Intel's long-running CEO, Andy Grove, must have been pretty busy. But, in his book High Output Management, he dedicates the whole final chapter to 'Why training is the boss's job" explaining how he spent so much of his own management time training staff.
Last week I wrote about your role as a multiplier, working on the things in your agency that enable the whole to be greater than the sum of its individual people.
Andy Grove says a leader has two ways to improve the effectiveness of an employee:
Increase their motivation
Increase their capability
Training is obviously top of the list for increasing capability, but it often has the side effect of increasing motivation too.
So why do so few agencies actually do any proper training?
I don't mean giving staff a budget to book on some courses or conferences in their discipline. That's first level.
There are four levels, and the other three mostly get missed:
The professional skills they need for their discipline (can be external training)
The way your agency applies those professional skills (can only be internal)
How your agency behaves and collaborates to deliver as a whole, with all the enabling core skills needed (can only be internal)
How your agency works, where it's going, why and how (can only be internal)
Each agency needs its own 'Agency University' programme and, as the boss, you should lead the way on creating and delivering courses and modules.

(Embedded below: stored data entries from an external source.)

use std::collections::HashMap;

/// Named constants every session starts with.
pub const CONSTANTS: &[(&str, f64)] = &[("pi", 3.14159),
                                        ("e", 2.71828),
                                        ("abszero", -273.15),
                                        ("k", 1000.0),
                                        ("itoc", 2.54),
                                        ("ftom", 0.3048),
                                        ("days", 365.25),
                                        ("hours", 24.0),
                                        ("minutes", 60.0),
                                        ("seconds", 60.0),
                                        ("months", 12.0),
                                        ("golden", 1.618_033_988_7),
                                        ("light", 299_792_458.0)];

/// Stores the runtime evaluation context.
///
/// This struct holds the calculator state: a mapping from variable names to
/// their current values. It is created once, pre-seeded with [`CONSTANTS`],
/// and reused for every statement of a session. Only the assignment
/// production mutates it; nothing ever removes an entry.
///
/// # Example
/// ```
/// use deskcalc::interpreter::context::Context;
///
/// let mut context = Context::new();
///
/// assert_eq!(context.value_of("pi"), 3.14159);
///
/// context.assign("x", 5.0);
/// assert_eq!(context.value_of("x"), 5.0);
/// ```
pub struct Context {
    variables: HashMap<String, f64>,
}

#[allow(clippy::new_without_default)]
impl Context {
    /// Creates a new evaluation context seeded with the named constants.
    #[must_use]
    pub fn new() -> Self {
        Self { variables: CONSTANTS.iter()
                                   .map(|&(name, value)| (name.to_owned(), value))
                                   .collect(), }
    }

    /// Returns the current value of a variable.
    ///
    /// Reading a name that was never assigned inserts it with `0.0` and
    /// returns that. Intentional quirk, kept for compatibility with the
    /// observable behavior of map-indexing reads; an unbound read is not an
    /// error.
    pub fn value_of(&mut self, name: &str) -> f64 {
        *self.variables.entry(name.to_owned()).or_insert(0.0)
    }

    /// Binds a variable to a value, replacing any previous binding.
    pub fn assign(&mut self, name: &str, value: f64) {
        self.variables.insert(name.to_owned(), value);
    }
}
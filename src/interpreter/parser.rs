use crate::{
    error::{Error, ParseError, RuntimeError},
    interpreter::{
        context::Context,
        lexer::{Token, TokenStream},
    },
};

/// Result type used by the parser/evaluator.
///
/// Parsing and evaluation happen in one pass, so a statement can fail with
/// either error class; both arrive here as [`Error`].
pub type EvalResult<T> = Result<T, Error>;

/// Parses and evaluates one statement.
///
/// A statement is any number of leading `;` separators followed by either
/// the quit command or a full expression. This is the entry point shared by
/// the interactive driver and script evaluation.
///
/// # Parameters
/// - `tokens`: The session's token stream.
/// - `context`: The variable environment; assignments write into it.
///
/// # Returns
/// - `Ok(Some(value))`: The statement's value.
/// - `Ok(None)`: The quit command was read, or the input is exhausted.
///
/// # Errors
/// Any parse or runtime error raised while reading the statement.
pub fn parse_statement<I>(tokens: &mut TokenStream<I>,
                          context: &mut Context)
                          -> EvalResult<Option<f64>>
    where I: Iterator<Item = char>
{
    let mut token = match tokens.get()? {
        Some(t) => t,
        None => return Ok(None),
    };

    while token == Token::Semicolon {
        token = match tokens.get()? {
            Some(t) => t,
            None => return Ok(None),
        };
    }

    if token == Token::Quit {
        return Ok(None);
    }

    tokens.putback(token)?;
    parse_expression(tokens, context).map(Some)
}

/// Parses and evaluates a full expression.
///
/// This is the entry point for expression evaluation. It begins at the
/// lowest-precedence level, addition, and recursively descends through the
/// precedence hierarchy. The token that ends the expression is pushed back
/// for the caller to reinspect.
///
/// Grammar: `expression := additive`
///
/// # Parameters
/// - `tokens`: The session's token stream.
/// - `context`: The variable environment.
///
/// # Returns
/// The expression's value.
///
/// # Errors
/// Any parse or runtime error raised by a sub-expression.
pub fn parse_expression<I>(tokens: &mut TokenStream<I>,
                           context: &mut Context)
                           -> EvalResult<f64>
    where I: Iterator<Item = char>
{
    parse_additive(tokens, context)
}

/// Parses and evaluates addition and subtraction.
///
/// Handles left-associative chains of `+` and `-`, folding each right-hand
/// operand into the running value as soon as it is parsed.
///
/// The rule is: `additive := multiplicative (("+" | "-") multiplicative)*`
fn parse_additive<I>(tokens: &mut TokenStream<I>, context: &mut Context) -> EvalResult<f64>
    where I: Iterator<Item = char>
{
    let mut left = parse_multiplicative(tokens, context)?;

    loop {
        match tokens.get()? {
            Some(Token::Plus) => left += parse_multiplicative(tokens, context)?,
            Some(Token::Minus) => left -= parse_multiplicative(tokens, context)?,
            Some(token) => {
                tokens.putback(token)?;
                break;
            },
            None => break,
        }
    }

    Ok(left)
}

/// Parses and evaluates multiplication-level operations.
///
/// Handles left-associative chains of `*`, `/` and `%`. Division and
/// remainder check the freshly evaluated right-hand operand and fail with
/// [`RuntimeError::DivisionByZero`] when it is exactly zero. The remainder
/// follows `f64`'s fmod semantics: the result's sign is the dividend's.
///
/// The rule is: `multiplicative := primary (("*" | "/" | "%") primary)*`
fn parse_multiplicative<I>(tokens: &mut TokenStream<I>, context: &mut Context) -> EvalResult<f64>
    where I: Iterator<Item = char>
{
    let mut left = parse_primary(tokens, context)?;

    loop {
        match tokens.get()? {
            Some(Token::Star) => left *= parse_primary(tokens, context)?,
            Some(Token::Slash) => {
                let divisor = parse_primary(tokens, context)?;
                if divisor == 0.0 {
                    return Err(RuntimeError::DivisionByZero { line: tokens.line() }.into());
                }
                left /= divisor;
            },
            Some(Token::Percent) => {
                let divisor = parse_primary(tokens, context)?;
                if divisor == 0.0 {
                    return Err(RuntimeError::DivisionByZero { line: tokens.line() }.into());
                }
                left %= divisor;
            },
            Some(token) => {
                tokens.putback(token)?;
                break;
            },
            None => break,
        }
    }

    Ok(left)
}

/// Parses and evaluates a primary (atomic) expression.
///
/// Primary expressions form the base of the grammar:
/// - numeric literals;
/// - parenthesized expressions, which require their closing `)`;
/// - identifiers — with one token of lookahead: `name = expression` assigns
///   into the context and yields the assigned value (assignment is itself a
///   valid sub-expression, so `x = y = 3` and `2 * (x = 4)` work), anything
///   else pushes the lookahead back and reads the name's current value;
/// - unary minus, which recurses into `parse_primary` itself and therefore
///   binds tighter than any binary operator.
///
/// Grammar:
/// ```text
///     primary := NUMBER
///              | "(" expression ")"
///              | IDENTIFIER "=" expression
///              | IDENTIFIER
///              | "-" primary
/// ```
///
/// # Errors
/// - [`ParseError::UnexpectedEndOfInput`] when input ends where a value was
///   required.
/// - [`ParseError::ExpectedClosingParen`] when a `(` group is not closed.
/// - [`ParseError::PrimaryExpected`] for any token that cannot begin a
///   primary.
fn parse_primary<I>(tokens: &mut TokenStream<I>, context: &mut Context) -> EvalResult<f64>
    where I: Iterator<Item = char>
{
    match tokens.get()? {
        Some(Token::Number(value)) => Ok(value),

        Some(Token::LParen) => {
            let value = parse_expression(tokens, context)?;
            match tokens.get()? {
                Some(Token::RParen) => Ok(value),
                _ => Err(ParseError::ExpectedClosingParen { line: tokens.line() }.into()),
            }
        },

        Some(Token::Identifier(name)) => match tokens.get()? {
            Some(Token::Equals) => {
                let value = parse_expression(tokens, context)?;
                context.assign(&name, value);
                Ok(value)
            },
            Some(token) => {
                tokens.putback(token)?;
                Ok(context.value_of(&name))
            },
            None => Ok(context.value_of(&name)),
        },

        Some(Token::Minus) => Ok(-parse_primary(tokens, context)?),

        Some(token) => Err(ParseError::PrimaryExpected { token: format!("{token:?}"),
                                                         line:  tokens.line(), }.into()),

        None => Err(ParseError::UnexpectedEndOfInput { line: tokens.line() }.into()),
    }
}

You should extensively train your leadership team, and probably the next level down too. And you should set the expectation that they train their teams in similar ways.
Plus there should be some training that comes from you to the whole agency, and to new recruits.
I neglected training in the early years of my first agency, as I avoided being 'the boss'.
But in my last agency, which grew much more quickly and became more successful, we learned to do it. We had quarterly retreats for teams, big annual 2-day training retreats in a stately home, and an hour every Friday morning for the whole company to do a training session, an onboarding training programme, and more.
This week, sketch out a bullet-point outline of what the courses and modules for your Agency University could be.
Then decide where to start.
You don't have to do it all at once, grow it from a few seeds.
If you don't put this training in place, Andy Grove warns:
Insufficiently trained employees, in spite of their best intentions, produce inefficiencies, excess costs, unhappy customers, and sometimes dangerous situations.
Has your agency ever had inefficiencies, excess costs, unhappy customers or dangerous situations?
Well then, get training, boss!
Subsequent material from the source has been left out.